The matter came to the Seventh Circuit Court of Appeals from a federal diversity suit Caterpillar brought against People’s National Bank in the U.S. District Court for the Southern District of Illinois.
The bank’s appeal over Murphy’s judgment presented “a variety of issues of secured transactions law,” according to the 14-page opinion delivered by Seventh Circuit Judge Richard Posner.
Judges Ann Claire Williams and Charles Norgle rounded out the federal appeals panel that affirmed Murphy’s judgment awarding Caterpillar $2.4 million in damages, as well as prejudgment interest.
Caterpillar accused the bank, which operates in southern Illinois and eastern Missouri, of converting proceeds from the sale of mining equipment that served as collateral for loans to S Coal.
The southern Illinois coal company, according to the federal appeals opinion, borrowed about $7 million from Caterpillar in 2006 and took out a $1.8 million loan two years later from the bank, both of which were secured by the same mining equipment.
In addition, the company was indebted to Peabody Energy Corporation for an earlier loan.

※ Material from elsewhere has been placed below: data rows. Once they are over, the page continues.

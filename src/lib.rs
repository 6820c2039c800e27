//! Kuba Planner - partition-aware query planning and chunk aggregation
//!
//! This library provides the query-side core of a partitioned time-series
//! store:
//! - Materialization of logical query trees into physical execution trees
//!   spanning several partitions (clusters)
//! - Splitting of binary joins and set operations whose sides live on
//!   different partitions
//! - Fan-out of label and series-key metadata queries
//! - An aggregation framework with validated, column-bound aggregators
//!   whose merges are order independent

#![warn(missing_docs)]
#![warn(clippy::all)]

pub mod error;
pub mod types;

/// Configuration management with TOML support
pub mod config;

/// Partition-aware query planning
/// Turns logical plans into execution trees routed across partitions
pub mod query;

/// Chunk aggregation framework
/// Provides the function registry, aggregators, and the partition executor
pub mod aggregation;

// Re-export main types
pub use config::PlannerConfig;
pub use error::{Error, Result};
pub use types::{ColumnType, PartitionKey, Projection, TimeRange};
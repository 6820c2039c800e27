//! Configuration management for the partition planner
//!
//! Configuration is read from TOML with environment variable overrides and
//! sensible defaults.
//!
//! ```toml
//! [dataset]
//! name = "prometheus"
//! metric_column = "_metric_"
//! default_partition = "east"
//!
//! [partitions.east]
//!
//! [partitions.west]
//! endpoint = "http://west-query:8080"
//!
//! [partitions.west-replica]
//! alias_of = "west"
//!
//! [routing]
//! fallback_partition = "east"
//!
//! [routing.rules]
//! cpu_usage = "west"
//!
//! [routing.prefixes]
//! "http_" = "west"
//!
//! [aggregation]
//! scan_mode = "streaming"
//! max_concurrent_partitions = 16
//! ```

use serde::{Deserialize, Serialize};
use std::collections::BTreeMap;

use crate::aggregation::source::ScanMode;
use crate::error::{Error, Result};

/// Main configuration structure
#[derive(Debug, Clone, Deserialize, Serialize)]
pub struct PlannerConfig {
    /// Dataset settings
    #[serde(default)]
    pub dataset: DatasetConfig,

    /// Partition name → partition settings
    #[serde(default = "default_partitions")]
    pub partitions: BTreeMap<String, PartitionConfig>,

    /// Metric routing rules
    #[serde(default)]
    pub routing: RoutingConfig,

    /// Chunk aggregation settings
    #[serde(default)]
    pub aggregation: AggregationConfig,
}

/// Dataset configuration
#[derive(Debug, Clone, Deserialize, Serialize)]
pub struct DatasetConfig {
    /// Dataset name
    #[serde(default = "default_dataset_name")]
    pub name: String,

    /// Column holding the metric name
    #[serde(default = "default_metric_column")]
    pub metric_column: String,

    /// Partition answering cardinality queries
    #[serde(default = "default_partition_name")]
    pub default_partition: String,
}

/// Settings of one partition (cluster)
#[derive(Debug, Clone, Default, PartialEq, Eq, Deserialize, Serialize)]
pub struct PartitionConfig {
    /// Query endpoint of a remote cluster; absent for the local partition
    #[serde(default)]
    pub endpoint: Option<String>,

    /// Share the planner of another partition
    #[serde(default)]
    pub alias_of: Option<String>,
}

/// Metric routing configuration
#[derive(Debug, Clone, Default, Deserialize, Serialize)]
pub struct RoutingConfig {
    /// Exact metric name → partition
    #[serde(default)]
    pub rules: BTreeMap<String, String>,

    /// Metric name prefix → partition
    #[serde(default)]
    pub prefixes: BTreeMap<String, String>,

    /// Partition for unmatched metrics (defaults to the dataset default partition)
    #[serde(default)]
    pub fallback_partition: Option<String>,
}

/// Chunk aggregation configuration
#[derive(Debug, Clone, Deserialize, Serialize)]
pub struct AggregationConfig {
    /// Bulk or streaming chunk reads
    #[serde(default)]
    pub scan_mode: ScanMode,

    /// Partitions scanned concurrently per query
    #[serde(default = "default_max_concurrent_partitions")]
    pub max_concurrent_partitions: usize,

    /// Skip failed partitions instead of failing the query
    #[serde(default)]
    pub allow_partial_results: bool,
}

// Default value functions
fn default_dataset_name() -> String { "prometheus".to_string() }
fn default_metric_column() -> String { "_metric_".to_string() }
fn default_partition_name() -> String { "local".to_string() }
fn default_partitions() -> BTreeMap<String, PartitionConfig> {
    let mut partitions = BTreeMap::new();
    partitions.insert(default_partition_name(), PartitionConfig::default());
    partitions
}
fn default_max_concurrent_partitions() -> usize { 8 }

impl Default for PlannerConfig {
    fn default() -> Self {
        Self {
            dataset: DatasetConfig::default(),
            partitions: default_partitions(),
            routing: RoutingConfig::default(),
            aggregation: AggregationConfig::default(),
        }
    }
}

impl Default for DatasetConfig {
    fn default() -> Self {
        Self {
            name: default_dataset_name(),
            metric_column: default_metric_column(),
            default_partition: default_partition_name(),
        }
    }
}

impl Default for AggregationConfig {
    fn default() -> Self {
        Self {
            scan_mode: ScanMode::default(),
            max_concurrent_partitions: default_max_concurrent_partitions(),
            allow_partial_results: false,
        }
    }
}

impl PlannerConfig {
    /// Load configuration from a TOML file
    pub fn from_file(path: &str) -> Result<Self> {
        let contents = std::fs::read_to_string(path)?;
        Self::from_toml_str(&contents)
            .map_err(|e| Error::Configuration(format!("{}: {}", path, e)))
    }

    /// Parse configuration from TOML text
    pub fn from_toml_str(contents: &str) -> Result<Self> {
        toml::from_str(contents)
            .map_err(|e| Error::Configuration(format!("Failed to parse config: {}", e)))
    }

    /// Load configuration with environment variable overrides
    pub fn from_file_with_env(path: &str) -> Result<Self> {
        let mut config = Self::from_file(path)?;
        config.apply_env_overrides();
        Ok(config)
    }

    /// Load from environment variables only
    pub fn from_env() -> Self {
        let mut config = Self::default();
        config.apply_env_overrides();
        config
    }

    /// Apply environment variable overrides
    pub fn apply_env_overrides(&mut self) {
        if let Ok(partition) = std::env::var("PLANNER_DEFAULT_PARTITION") {
            self.dataset.default_partition = partition;
        }
        if let Ok(column) = std::env::var("PLANNER_METRIC_COLUMN") {
            self.dataset.metric_column = column;
        }
        if let Ok(mode) = std::env::var("PLANNER_SCAN_MODE") {
            match mode.to_ascii_lowercase().as_str() {
                "bulk" => self.aggregation.scan_mode = ScanMode::Bulk,
                "streaming" => self.aggregation.scan_mode = ScanMode::Streaming,
                _ => {},
            }
        }
        if let Ok(limit) = std::env::var("PLANNER_MAX_CONCURRENT_PARTITIONS") {
            if let Ok(n) = limit.parse() {
                self.aggregation.max_concurrent_partitions = n;
            }
        }
    }

    /// Validate configuration
    pub fn validate(&self) -> Result<()> {
        let invalid = |msg: String| Err(Error::Configuration(msg));

        if self.dataset.metric_column.is_empty() {
            return invalid("Metric column cannot be empty".to_string());
        }
        if self.partitions.is_empty() {
            return invalid("At least one partition must be configured".to_string());
        }
        if !self.partitions.contains_key(&self.dataset.default_partition) {
            return invalid(format!(
                "Default partition '{}' is not configured",
                self.dataset.default_partition
            ));
        }

        for (name, partition) in &self.partitions {
            if let Some(target) = &partition.alias_of {
                if partition.endpoint.is_some() {
                    return invalid(format!(
                        "Partition '{}' cannot set both endpoint and alias_of",
                        name
                    ));
                }
                match self.partitions.get(target) {
                    Some(t) if t.alias_of.is_none() => {},
                    Some(_) => {
                        return invalid(format!(
                            "Partition '{}' aliases '{}', which is itself an alias",
                            name, target
                        ))
                    },
                    None => {
                        return invalid(format!(
                            "Partition '{}' aliases unknown partition '{}'",
                            name, target
                        ))
                    },
                }
            }
        }

        let targets = self
            .routing
            .rules
            .values()
            .chain(self.routing.prefixes.values())
            .chain(self.routing.fallback_partition.iter());
        for target in targets {
            if !self.partitions.contains_key(target) {
                return invalid(format!("Routing targets unknown partition '{}'", target));
            }
        }

        if self.aggregation.max_concurrent_partitions == 0 {
            return invalid("Max concurrent partitions must be > 0".to_string());
        }

        Ok(())
    }

    /// Save configuration to a TOML file
    pub fn save_to_file(&self, path: &str) -> Result<()> {
        let contents = toml::to_string_pretty(self)
            .map_err(|e| Error::Configuration(format!("Failed to serialize config: {}", e)))?;
        std::fs::write(path, contents)?;
        Ok(())
    }
}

S Coal, at Peabody’s request, had transferred the title to the same mining equipment to an affiliate of Peabody.
That affiliate, according to the opinion, was a “special purpose” entity with the intention of trying to prevent creditors other than Peabody from seizing the equipment.
When the bank loaned the company money in 2008, it discovered that S Coal had given Peabody a security interest in all of its assets. Wanting its security interest to have priority over Peabody’s, the bank negotiated a subordination agreement.
After S Coal defaulted on its loans, the bank and Caterpillar started fighting over the same assets of the coal company: the mining equipment that had secured its loans.
The bank eventually obtained possession of the equipment and told Caterpillar it would try to sell it for $2.5 million. Caterpillar, according to the opinion, didn’t object, but reserved the right to sue the bank if it didn’t hand over proceeds of the sale.
After it sold the equipment for $2.5 million, the bank sent Caterpillar a $1.1 million check and kept the remaining $1.4 million to cover what the coal company owed it.
Caterpillar didn’t cash or return the check to the bank, asserting that its security interest in the collateral was senior to the bank’s security interest in the same equipment.
The bank, however, claimed that Peabody had priority over the interest in the equipment given that it loaned S Coal money before Caterpillar did in 2006. The bank further argued that it actually had priority over Caterpillar based on the subordination agreement.
On behalf of the federal appeals panel, Posner wrote that courts have disagreed on how subordination agreements affect priority when the agreements do not explicitly say so.
“Complete subordination,” Posner wrote, would give Caterpillar first priority, followed by the bank and then Peabody while “partial subordination” would put the bank first, followed by Caterpillar and then Peabody.
“So far we have seen Caterpillar’s arguments for priority over the bank falling like lynchpins,” Posner wrote for the panel in its analysis of the rather complicated issues of security interest and subordination agreements.
“But,” he added, “the bank’s argument for priority encounters a greater obstacle – in fact an insurmountable one.”
That obstacle, according to the panel’s opinion, deals with the security agreement between Peabody and S Coal.
While the panel didn’t cast doubt that such an agreement was in fact made, Posner noted that such an agreement “hasn’t surfaced in this litigation.”
He also stressed that under the Uniform Commercial Code, “security interest is not enforceable ‘unless the debtor has authenticated a security agreement that provides a description of the collateral.’”
Because of the “missing security agreement between S Coal and Peabody, the panel determined that Caterpillar’s security interest in the equipment was prior to the bank’s” and “Caterpillar’s security interest, with its priority, continued into the proceeds when the bank sold the equipment.”
Saying that the bank had no right to those proceeds, the federal appeals panel found that the damages, as well as prejudgment interest, Murphy awarded Caterpillar were proper.
Electronic court documents show that Missouri attorney Daniel D. Doyle represented Caterpillar and Centralia attorney Elvie Horn represented the bank in arguments before the Seventh Circuit.